Kate’s nose went back to normal, but a high eyebrow took over its job of disapproving. She was especially expressive. That was another way we were different. Kate seemed to have no desire or inclination to hide what she felt, whereas I had every desire and inclination to hide.

“So what is he expecting you to call him? Mister Sturm? Because this twenty-first-century feminist is so not okay with one of her best friends addressing this guy like that.”

“Yeah, neither is this twenty-first-century feminist.” I flapped air in the direction of my armpits because they were only getting worse.

“The same feminist agreeing to marry a man for money?” Kate drew her hand up to her hip and stretched into every inch of her nearly-six-foot frame.

The word still sucked the air out of my lungs, but it had lost some of its potency. “Exactly—agreeing to marry him for money instead of lame reasons like love or feelings or to grow old together. How much more feminist does it get?”

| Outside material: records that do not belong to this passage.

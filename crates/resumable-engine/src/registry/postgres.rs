use async_trait::async_trait;
use chrono::{DateTime, Utc};
use resumable_core::{OwnerId, TargetKind, UploadMetadata, UploadRecord, UploadState};
use sqlx::types::Json;
use sqlx::PgPool;
use uuid::Uuid;

use super::{OffsetUpdate, RegistryError, RegistryResult, StateTransition, UploadRegistry};

const SELECT_COLUMNS: &str = r#"
    id, owner_id, target_kind, target_resource_id, declared_length, current_offset,
    metadata, state, created_at, updated_at, expires_at, final_resource_id
"#;

#[derive(sqlx::FromRow)]
struct UploadRow {
    id: Uuid,
    owner_id: String,
    target_kind: String,
    target_resource_id: Option<String>,
    declared_length: i64,
    current_offset: i64,
    metadata: Json<UploadMetadata>,
    state: String,
    created_at: DateTime<Utc>,
    updated_at: DateTime<Utc>,
    expires_at: DateTime<Utc>,
    final_resource_id: Option<String>,
}

impl TryFrom<UploadRow> for UploadRecord {
    type Error = RegistryError;

    fn try_from(row: UploadRow) -> Result<Self, Self::Error> {
        let target = match (row.target_kind.as_str(), row.target_resource_id) {
            ("new_file", _) => TargetKind::NewFile,
            ("replace", Some(resource_id)) => TargetKind::Replace { resource_id },
            (kind, _) => {
                return Err(RegistryError::Backend(format!(
                    "Invalid target for upload {}: {}",
                    row.id, kind
                )))
            }
        };
        let state = row
            .state
            .parse::<UploadState>()
            .map_err(RegistryError::Backend)?;

        Ok(UploadRecord {
            id: row.id,
            owner_id: OwnerId::from(row.owner_id),
            target,
            declared_length: row.declared_length.max(0) as u64,
            current_offset: row.current_offset.max(0) as u64,
            metadata: row.metadata.0,
            state,
            created_at: row.created_at,
            updated_at: row.updated_at,
            expires_at: row.expires_at,
            final_resource_id: row.final_resource_id,
        })
    }
}

fn to_i64(value: u64) -> RegistryResult<i64> {
    i64::try_from(value)
        .map_err(|_| RegistryError::Backend(format!("Value {} does not fit in BIGINT", value)))
}

fn collect(rows: Vec<UploadRow>) -> RegistryResult<Vec<UploadRecord>> {
    rows.into_iter().map(UploadRecord::try_from).collect()
}

/// PostgreSQL-backed registry; records survive restarts.
#[derive(Clone)]
pub struct PgUploadRegistry {
    pool: PgPool,
}

impl PgUploadRegistry {
    pub fn new(pool: PgPool) -> Self {
        Self { pool }
    }

    /// Apply the bundled migrations.
    pub async fn migrate(&self) -> RegistryResult<()> {
        sqlx::migrate!("./migrations")
            .run(&self.pool)
            .await
            .map_err(|e| RegistryError::Backend(format!("Migration failed: {}", e)))
    }

    /// Explain why a conditional update matched no row.
    async fn conflict(&self, id: Uuid, requested_offset: Option<u64>) -> RegistryError {
        match self.get(id).await {
            Ok(None) => RegistryError::NotFound(id),
            Ok(Some(record)) => match requested_offset {
                Some(requested)
                    if requested < record.current_offset
                        || requested > record.declared_length =>
                {
                    RegistryError::InvalidOffset {
                        id,
                        current: record.current_offset,
                        requested,
                        declared: record.declared_length,
                    }
                }
                _ => RegistryError::StateConflict {
                    id,
                    actual: record.state,
                },
            },
            Err(e) => e,
        }
    }
}

#[async_trait]
impl UploadRegistry for PgUploadRegistry {
    async fn insert(&self, record: UploadRecord) -> RegistryResult<()> {
        // Use dynamic SQLx queries to avoid requiring DATABASE_URL/sqlx prepare
        let result = sqlx::query(
            r#"
            INSERT INTO upload_records (
                id, owner_id, target_kind, target_resource_id, declared_length,
                current_offset, metadata, state, created_at, updated_at, expires_at,
                final_resource_id
            )
            VALUES ($1, $2, $3, $4, $5, $6, $7, $8, $9, $10, $11, $12)
            ON CONFLICT (id) DO NOTHING
            "#,
        )
        .bind(record.id)
        .bind(record.owner_id.as_str())
        .bind(record.target.as_str())
        .bind(record.target.resource_id())
        .bind(to_i64(record.declared_length)?)
        .bind(to_i64(record.current_offset)?)
        .bind(Json(&record.metadata))
        .bind(record.state.to_string())
        .bind(record.created_at)
        .bind(record.updated_at)
        .bind(record.expires_at)
        .bind(record.final_resource_id.as_deref())
        .execute(&self.pool)
        .await?;

        if result.rows_affected() == 0 {
            return Err(RegistryError::AlreadyExists(record.id));
        }
        Ok(())
    }

    async fn get(&self, id: Uuid) -> RegistryResult<Option<UploadRecord>> {
        let row = sqlx::query_as::<_, UploadRow>(&format!(
            "SELECT {} FROM upload_records WHERE id = $1",
            SELECT_COLUMNS
        ))
        .bind(id)
        .fetch_optional(&self.pool)
        .await?;

        row.map(UploadRecord::try_from).transpose()
    }

    async fn update_offset_and_state(
        &self,
        id: Uuid,
        expected: UploadState,
        update: OffsetUpdate,
    ) -> RegistryResult<UploadRecord> {
        let row = sqlx::query_as::<_, UploadRow>(&format!(
            r#"
            UPDATE upload_records
            SET current_offset = $3, state = $4, updated_at = $5, expires_at = $6
            WHERE id = $1
              AND state = $2
              AND current_offset <= $3
              AND $3 <= declared_length
            RETURNING {}
            "#,
            SELECT_COLUMNS
        ))
        .bind(id)
        .bind(expected.to_string())
        .bind(to_i64(update.offset)?)
        .bind(update.state.to_string())
        .bind(update.updated_at)
        .bind(update.expires_at)
        .fetch_optional(&self.pool)
        .await?;

        match row {
            Some(row) => UploadRecord::try_from(row),
            None => Err(self.conflict(id, Some(update.offset)).await),
        }
    }

    async fn update_state(
        &self,
        id: Uuid,
        expected: &[UploadState],
        transition: StateTransition,
    ) -> RegistryResult<UploadRecord> {
        let expected: Vec<String> = expected.iter().map(|s| s.to_string()).collect();

        let row = sqlx::query_as::<_, UploadRow>(&format!(
            r#"
            UPDATE upload_records
            SET state = $3,
                updated_at = $4,
                final_resource_id = COALESCE($5, final_resource_id)
            WHERE id = $1 AND state = ANY($2)
            RETURNING {}
            "#,
            SELECT_COLUMNS
        ))
        .bind(id)
        .bind(&expected)
        .bind(transition.state.to_string())
        .bind(transition.updated_at)
        .bind(transition.final_resource_id)
        .fetch_optional(&self.pool)
        .await?;

        match row {
            Some(row) => UploadRecord::try_from(row),
            None => Err(self.conflict(id, None).await),
        }
    }

    async fn delete(&self, id: Uuid) -> RegistryResult<bool> {
        let result = sqlx::query("DELETE FROM upload_records WHERE id = $1")
            .bind(id)
            .execute(&self.pool)
            .await?;
        Ok(result.rows_affected() > 0)
    }

    async fn list_active_for_owner(&self, owner: &OwnerId) -> RegistryResult<Vec<UploadRecord>> {
        let rows = sqlx::query_as::<_, UploadRow>(&format!(
            r#"
            SELECT {} FROM upload_records
            WHERE owner_id = $1 AND state IN ('pending', 'uploading')
            ORDER BY created_at
            "#,
            SELECT_COLUMNS
        ))
        .bind(owner.as_str())
        .fetch_all(&self.pool)
        .await?;

        collect(rows)
    }

    async fn list_expired_before(&self, now: DateTime<Utc>) -> RegistryResult<Vec<UploadRecord>> {
        let rows = sqlx::query_as::<_, UploadRow>(&format!(
            r#"
            SELECT {} FROM upload_records
            WHERE state IN ('pending', 'uploading') AND expires_at < $1
            ORDER BY expires_at
            "#,
            SELECT_COLUMNS
        ))
        .bind(now)
        .fetch_all(&self.pool)
        .await?;

        collect(rows)
    }

    async fn list_active(&self) -> RegistryResult<Vec<UploadRecord>> {
        let rows = sqlx::query_as::<_, UploadRow>(&format!(
            "SELECT {} FROM upload_records WHERE state IN ('pending', 'uploading')",
            SELECT_COLUMNS
        ))
        .fetch_all(&self.pool)
        .await?;

        collect(rows)
    }

    async fn list_terminal_before(
        &self,
        cutoff: DateTime<Utc>,
    ) -> RegistryResult<Vec<UploadRecord>> {
        let rows = sqlx::query_as::<_, UploadRow>(&format!(
            r#"
            SELECT {} FROM upload_records
            WHERE state IN ('completed', 'cancelled', 'expired') AND updated_at < $1
            "#,
            SELECT_COLUMNS
        ))
        .bind(cutoff)
        .fetch_all(&self.pool)
        .await?;

        collect(rows)
    }
}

Kate looked down at me. “Eh, how about instead of marrying him for money, you could turn him into the authorities for trying to commit green card fraud?” She peeked over my shoulder and craned her neck to look into the lounge. “Besides, what is a million dollars really? That chick in that Indecent Proposal movie got a million and she only had to spend one night with him. Plus if you factor in inflation, since that movie’s almost as old as I am, you are getting the proverbial and literal shaft. In the ass.”

I gave up the armpit sweat battle and hung my arms at my sides. Why did I care if this guy’s first impression of me was as a profuse sweater? I wasn’t asking for his approval or even expecting it. He was a business transaction to me. I was a means to an end to him.